Prompt = Scan the material for the word "database" and copy each line where it occurs.

+++ Given entries

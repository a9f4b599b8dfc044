//! Pooled SQLite access. One fairing (`DbConn`) backs both the Event Store and the Ledger
//! Adapter, the same split the teacher used for its `accounts`/`money_log` tables.
pub mod models;
pub mod schema;

use rocket_sync_db_pools::{database, diesel};

#[database("sqlite")]
pub struct DbConn(diesel::SqliteConnection);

++++++

Answer space =
use rocket_sync_db_pools::{database, diesel};
#[database("sqlite")]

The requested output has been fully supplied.